“Il male ha senso solo se lo costringi ad averlo”. Batman v Superman: Dawn of Justice, diretto da Zack Snyder, già alla regia di Man of Steel (L’uomo d’acciaio, 2013), mette faccia a faccia il paladino di Metropolis, Superman (Henry Cavill), e il campione di Gotham, Batman (Ben Affleck): ne rimarrà solo uno? In realtà, la vera sfida non è tra loro, bensì tra la DC Comics, casa madre dei due supervigilantes, e la rivale Marvel, residenza degli Avengers: già, le ammucchiate supereroiche vanno per la maggiore, in palio c’è la supremazia al box office.
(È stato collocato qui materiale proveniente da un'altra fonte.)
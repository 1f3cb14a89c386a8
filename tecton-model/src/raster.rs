//! Raster properties
//!
//! Raster pixel data lives outside the engine; a [`ProxiedRaster`] stands in
//! for one band of one time sample.

use serde::{Deserialize, Serialize};
use std::sync::Arc;
use tecton_types::{ReconstructionTime, TimePeriod};

/// Maps pixel coordinates onto latitude/longitude.
#[derive(Debug, Clone, Copy, PartialEq, Serialize, Deserialize)]
pub struct Georeferencing {
    pub top_left_lat: f64,
    pub top_left_lon: f64,
    pub pixel_width_degrees: f64,
    pub pixel_height_degrees: f64,
}

impl Georeferencing {
    /// Latitude/longitude of the centre of pixel (`column`, `row`).
    pub fn pixel_centre(&self, column: u32, row: u32) -> (f64, f64) {
        let lat = self.top_left_lat - (row as f64 + 0.5) * self.pixel_height_degrees;
        let lon = self.top_left_lon + (column as f64 + 0.5) * self.pixel_width_degrees;
        (lat, lon)
    }
}

/// One band of one raster time sample.
#[derive(Debug, Clone, PartialEq, Serialize, Deserialize)]
pub struct ProxiedRaster {
    pub band_name: String,
    pub width: u32,
    pub height: u32,
    pub values: Vec<f32>,
}

impl ProxiedRaster {
    pub fn value(&self, column: u32, row: u32) -> Option<f32> {
        if column >= self.width || row >= self.height {
            return None;
        }
        self.values
            .get(row as usize * self.width as usize + column as usize)
            .copied()
    }
}

/// The bands of a raster over one time period.
#[derive(Debug, Clone, PartialEq, Serialize, Deserialize)]
pub struct RasterTimeSample {
    pub valid_time: TimePeriod,
    pub bands: Vec<Arc<ProxiedRaster>>,
}

/// The raster-valued properties of a raster feature.
#[derive(Debug, Clone, Default, PartialEq, Serialize, Deserialize)]
pub struct RasterProperty {
    pub band_names: Vec<String>,
    #[serde(default)]
    pub georeferencing: Option<Georeferencing>,
    #[serde(default)]
    pub time_samples: Vec<RasterTimeSample>,
}

impl RasterProperty {
    pub fn is_time_dependent(&self) -> bool {
        self.time_samples.len() > 1
    }

    /// The band `band_name` of the time sample valid at `time`.
    pub fn raster_at(
        &self,
        time: ReconstructionTime,
        band_name: &str,
    ) -> Option<Arc<ProxiedRaster>> {
        self.time_samples
            .iter()
            .find(|sample| sample.valid_time.contains(time))?
            .bands
            .iter()
            .find(|band| band.band_name == band_name)
            .cloned()
    }
}

#[cfg(test)]
mod tests {
    use super::*;

    fn band(name: &str, value: f32) -> Arc<ProxiedRaster> {
        Arc::new(ProxiedRaster {
            band_name: name.to_string(),
            width: 2,
            height: 1,
            values: vec![value, value],
        })
    }

    #[test]
    fn test_time_dependent_selection() {
        let raster = RasterProperty {
            band_names: vec!["elevation".into()],
            georeferencing: None,
            time_samples: vec![
                RasterTimeSample {
                    valid_time: TimePeriod::new(10.0, 0.0),
                    bands: vec![band("elevation", 1.0)],
                },
                RasterTimeSample {
                    valid_time: TimePeriod::new(20.0, 10.0 + 1e-3),
                    bands: vec![band("elevation", 2.0)],
                },
            ],
        };

        assert!(raster.is_time_dependent());
        let young = raster.raster_at(5.0.into(), "elevation").unwrap();
        let old = raster.raster_at(15.0.into(), "elevation").unwrap();
        assert_eq!(young.value(0, 0), Some(1.0));
        assert_eq!(old.value(1, 0), Some(2.0));
        assert!(raster.raster_at(5.0.into(), "missing").is_none());
        assert!(raster.raster_at(50.0.into(), "elevation").is_none());
    }

    #[test]
    fn test_pixel_centre() {
        let georeferencing = Georeferencing {
            top_left_lat: 90.0,
            top_left_lon: -180.0,
            pixel_width_degrees: 1.0,
            pixel_height_degrees: 1.0,
        };
        assert_eq!(georeferencing.pixel_centre(0, 0), (89.5, -179.5));
    }
}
Se Lo chiamavano Jeeg Robot è l’eccezione alla disaffezione nostrana al genere in calzamaglia, Oltreoceano i supereroi hanno conosciuto in epoca Millennial un grosso rilancio: il motivo? Scollare la gente dallo streaming casalingo e (ri)portarla al cinema, con la promessa di uno spettacolo senza eguali: gigantismo produttivo e magnificenza visiva, pulsioni umane e combattimenti  titanici, che cosa volete di più?

Forse, “la smania, il furore, il senso di impotenza che rende gli uomini buoni crudeli”: c’è il Male e il Bene in questa alba della giustizia, e c’è Dio o, almeno, un semidio in calzamaglia. Ritornando alla DC Comics di quasi 80 anni fa, Superman, il primo supereroe della storia nato da Jerry Siegel e Joe Shuster, e Batman, creato da Bob Kane con Bill Finger, triangolano con Diana Prince, ovvero Wonder Woman (Gal Gadot, sexy): la minaccia è aliena, e Lex Luthor (Jesse Eisenberg) è il tramite, ma il nemico è (anche) interiore, autoriflessivo, endemico.
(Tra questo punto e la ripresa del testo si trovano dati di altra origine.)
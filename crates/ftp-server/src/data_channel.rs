//! Opening ACTIVE and PASSIVE data connections.
//!
//! ACTIVE dials out from the server's configured data port to the address a
//! `PORT` command advertised. PASSIVE enumerates the host's local IPv4
//! interfaces and binds a listening socket on the first one that accepts
//! it, returning that address so the caller can report it in a 227 reply.
//! PASSIVE tries each candidate address in turn rather than trusting a
//! single configured address, since not every interface on a multi-homed
//! host will accept a bind.

use std::net::{Ipv4Addr, SocketAddr, SocketAddrV4, TcpListener, TcpStream};
use std::os::unix::io::{AsRawFd, FromRawFd, RawFd};
use std::time::Duration;

use socket2::{Domain, Socket, Type};

use ftp_core::DataMode;

use crate::error::ServerError;
use crate::registry::SessionRegistry;

/// Splits a `PORT` argument of the form `<ip>,<port>` into its two parts.
///
/// # Errors
///
/// Returns [`ServerError::InvalidArgument`] if `raw` does not contain
/// exactly one `,` separator.
pub fn parse_port_argument(raw: &str) -> Result<(String, String), ServerError> {
    let (ip, port) = raw
        .split_once(',')
        .ok_or_else(|| ServerError::InvalidArgument(format!("malformed PORT argument: {raw:?}")))?;
    let (ip, port) = (ip.trim(), port.trim());
    if ip.is_empty() || port.is_empty() {
        return Err(ServerError::InvalidArgument(format!(
            "malformed PORT argument: {raw:?}"
        )));
    }
    Ok((ip.to_string(), port.to_string()))
}

/// Opens an ACTIVE data connection: binds locally to `local_data_port`,
/// then connects to `peer_ip:peer_port`.
///
/// # Errors
///
/// Returns [`ServerError::InvalidArgument`] if the peer address fails to
/// parse, or [`ServerError::DataChannelUnavailable`] if bind or connect fails.
pub fn open_active(
    local_data_port: u16,
    peer_ip: &str,
    peer_port: &str,
) -> Result<RawFd, ServerError> {
    let peer_addr: SocketAddr = format!("{peer_ip}:{peer_port}")
        .parse()
        .map_err(|_| ServerError::InvalidArgument(format!("invalid peer address {peer_ip}:{peer_port}")))?;

    let domain = if peer_addr.is_ipv6() {
        Domain::IPV6
    } else {
        Domain::IPV4
    };
    let socket =
        Socket::new(domain, Type::STREAM, None).map_err(ServerError::DataChannelUnavailable)?;

    let local_addr: SocketAddr = if peer_addr.is_ipv6() {
        format!("[::]:{local_data_port}").parse().unwrap()
    } else {
        format!("0.0.0.0:{local_data_port}").parse().unwrap()
    };
    socket
        .bind(&local_addr.into())
        .map_err(ServerError::DataChannelUnavailable)?;
    socket
        .connect(&peer_addr.into())
        .map_err(ServerError::DataChannelUnavailable)?;

    Ok(socket.into_raw_fd())
}

/// Result of a successful [`open_passive`] call.
pub struct PassiveListener {
    /// Descriptor of the new listening socket; registered with the reactor by the caller.
    pub listen_fd: RawFd,
    /// Local IPv4 address the listener is bound to.
    pub ip: Ipv4Addr,
    /// Local port the listener is bound to.
    pub port: u16,
}

/// Enumerates local IPv4 interfaces and binds a listening socket on the
/// first one willing to accept a bind; returns its address for the 227 reply.
///
/// # Errors
///
/// Returns [`ServerError::DataChannelUnavailable`] if no local interface can be bound.
pub fn open_passive() -> Result<PassiveListener, ServerError> {
    let candidates = local_ipv4_addresses()?;

    let mut last_err = None;
    for ip in candidates {
        match try_bind_listener(ip) {
            Ok(listener) => return Ok(listener),
            Err(err) => last_err = Some(err),
        }
    }

    Err(last_err.unwrap_or_else(|| {
        ServerError::DataChannelUnavailable(std::io::Error::other("no local interfaces available"))
    }))
}

fn try_bind_listener(ip: Ipv4Addr) -> Result<PassiveListener, ServerError> {
    let listener =
        TcpListener::bind(SocketAddrV4::new(ip, 0)).map_err(ServerError::DataChannelUnavailable)?;
    let local_addr = listener.local_addr().map_err(ServerError::DataChannelUnavailable)?;
    let port = local_addr.port();
    Ok(PassiveListener {
        listen_fd: listener.into_raw_fd(),
        ip,
        port,
    })
}

/// Returns every non-loopback IPv4 address configured on a local interface,
/// falling back to loopback if none are found.
fn local_ipv4_addresses() -> Result<Vec<Ipv4Addr>, ServerError> {
    #[allow(unsafe_code)]
    unsafe {
        let mut head: *mut libc::ifaddrs = std::ptr::null_mut();
        if libc::getifaddrs(&mut head) != 0 {
            return Err(ServerError::Syscall(std::io::Error::last_os_error()));
        }

        let mut addresses = Vec::new();
        let mut cursor = head;
        while !cursor.is_null() {
            let entry = &*cursor;
            if !entry.ifa_addr.is_null() && (*entry.ifa_addr).sa_family as i32 == libc::AF_INET {
                let sockaddr_in = &*entry.ifa_addr.cast::<libc::sockaddr_in>();
                let octets = sockaddr_in.sin_addr.s_addr.to_ne_bytes();
                let ip = Ipv4Addr::new(octets[0], octets[1], octets[2], octets[3]);
                if !ip.is_loopback() {
                    addresses.push(ip);
                }
            }
            cursor = entry.ifa_next;
        }
        libc::freeifaddrs(head);

        if addresses.is_empty() {
            addresses.push(Ipv4Addr::LOCALHOST);
        }
        Ok(addresses)
    }
}

/// Formats `<ip>,<port>` the way PASV replies and PORT arguments both use.
#[must_use]
pub fn format_host_port(ip: Ipv4Addr, port: u16) -> String {
    format!("{ip},{port}")
}

/// Read/write timeout applied to every data connection, so a `LIST`/`RETR`/
/// `STOR` loop blocked on a stalled peer periodically wakes up to recheck
/// `reactor::shutdown_requested` instead of blocking indefinitely.
const DATA_CHANNEL_IO_TIMEOUT: Duration = Duration::from_millis(200);

fn apply_io_timeout(stream: &TcpStream) {
    let _ = stream.set_read_timeout(Some(DATA_CHANNEL_IO_TIMEOUT));
    let _ = stream.set_write_timeout(Some(DATA_CHANNEL_IO_TIMEOUT));
}

trait IntoRawFdExt {
    fn into_raw_fd(self) -> RawFd;
}

impl IntoRawFdExt for Socket {
    fn into_raw_fd(self) -> RawFd {
        std::os::fd::IntoRawFd::into_raw_fd(self)
    }
}

impl IntoRawFdExt for TcpListener {
    fn into_raw_fd(self) -> RawFd {
        let fd = self.as_raw_fd();
        std::mem::forget(self);
        fd
    }
}

/// Obtains the [`TcpStream`] a transfer handler (`LIST`/`RETR`/`STOR`) should
/// use, opening an ACTIVE connection on demand if the session selected that
/// mode but hasn't dialed out yet.
///
/// Clears `data_fd`/`listen_fd` on the session written back to `registry`:
/// the returned stream now owns the descriptor and closes it on drop once
/// the transfer completes.
///
/// # Errors
///
/// Returns [`ServerError::NoDataConnection`] if no data connection exists
/// and none can be opened yet (PASSIVE with no pending listener, or no mode
/// selected at all).
pub fn ensure_data_connection(
    registry: &SessionRegistry,
    data_port: u16,
    control_fd: RawFd,
) -> Result<TcpStream, ServerError> {
    let mut session = registry.lookup(control_fd)?;

    if let Some(fd) = session.data_fd.take() {
        registry.replace(control_fd, session)?;
        // SAFETY: `fd` was exclusively owned by the session we just replaced.
        #[allow(unsafe_code)]
        let stream = unsafe { TcpStream::from_raw_fd(fd) };
        apply_io_timeout(&stream);
        return Ok(stream);
    }

    match session.data_mode {
        Some(DataMode::Active) => {
            let (ip, port) = session
                .peer_data_addr
                .clone()
                .ok_or(ServerError::NoDataConnection)?;
            let fd = open_active(data_port, &ip, &port)?;
            registry.replace(control_fd, session)?;
            // SAFETY: `fd` was just created by `open_active` and not shared.
            #[allow(unsafe_code)]
            let stream = unsafe { TcpStream::from_raw_fd(fd) };
            apply_io_timeout(&stream);
            Ok(stream)
        }
        Some(DataMode::Passive) | None => Err(ServerError::NoDataConnection),
    }
}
Superman e Batman condividono, in primis, non la salvaguardia dell’umanità, ma i rovelli interiori, l’inadeguatezza, il riverbero di un’America che non si è ancora risollevata dall’11 settembre: le città bruciano, la teodicea interroga, il diverso spaventa, ma non è lì che Dawn of Justice (si) fa male. Se Lex Luthor frulla follemente psicosi e filantropia, delirio e vendetta, le pulsioni dei due supereroi dimezzati non sono adamantine, ma incarnate nel vivere (e morire) oggi: “I diavoli non vengono dall’inferno sotto di noi, vengono dal cielo”, e la memoria tumescente dell’11 settembre 2001 diviene la quarta dimensione dopo il 3D opaco e buio di Snyder.
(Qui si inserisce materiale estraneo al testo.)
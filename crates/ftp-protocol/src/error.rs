//! Errors produced while encoding or decoding framed messages.

use std::io;

/// Failure reading or writing a [`crate::Reply`], [`crate::Request`], or [`crate::DataBlock`].
#[derive(Debug, thiserror::Error)]
pub enum FramingError {
    /// The header declared a body length exceeding the message kind's maximum.
    #[error("frame length {len} exceeds the maximum of {max}")]
    TooLarge {
        /// Length declared in the wire header.
        len: usize,
        /// Maximum permitted for this message kind.
        max: usize,
    },

    /// The descriptor reached EOF before a complete header or body arrived.
    #[error("connection closed mid-frame")]
    UnexpectedEof,

    /// The underlying read or write failed.
    #[error("I/O error during framing: {0}")]
    Io(#[from] io::Error),
}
Ma il film com’è? Programmatico, perché deve informare la Justice League una (2017) e bina (2019) che verrà, sintetico, tra la trilogia del Cavaliere Oscuro e Man of Steel, e parafrastico, perché all’epica sostituisce la tattica, al pathos il male di vivere. Sono supereroi borghesi, cui la regia di Snyder offre un compendio solido ma senza entusiasmi e la sceneggiatura, firmata da Chris Terrio e David S. Goyer, snodi e risoluzioni talvolta indegni di un blockbuster da 400 milioni di dollari.

Nel cast anche Laurence Fishburne (Perry White) e Jeremy Irons (Alfred), potevamo aspettarci di più? Sicuramente sì, ma non è poco quel che ritroviamo qui, soprattutto nell'ottica del DC Extended Universe in espansione: financo noiosi ma seri, centrifughi e dolenti, i tre "giustizieri", dunque la prossima Justice League, sono l'alternativa adulta e "filosofica" ai ridanciani, cialtroni Avengers. La v del titolo, dunque, sta per un "versus" timido (normalmente è "vs") o è V for Valium? Chissà.

Se le sorprese – per il cinema, non per i comics – non latitano,  l’unico spoiler che ci sentiamo in diritto di fare è una battuta di Lex: “La bugia più vecchia in America? Che il potere può essere innocente”. Forse per questo i nostri supereroi si scoprono, e si vogliono, così impotenti?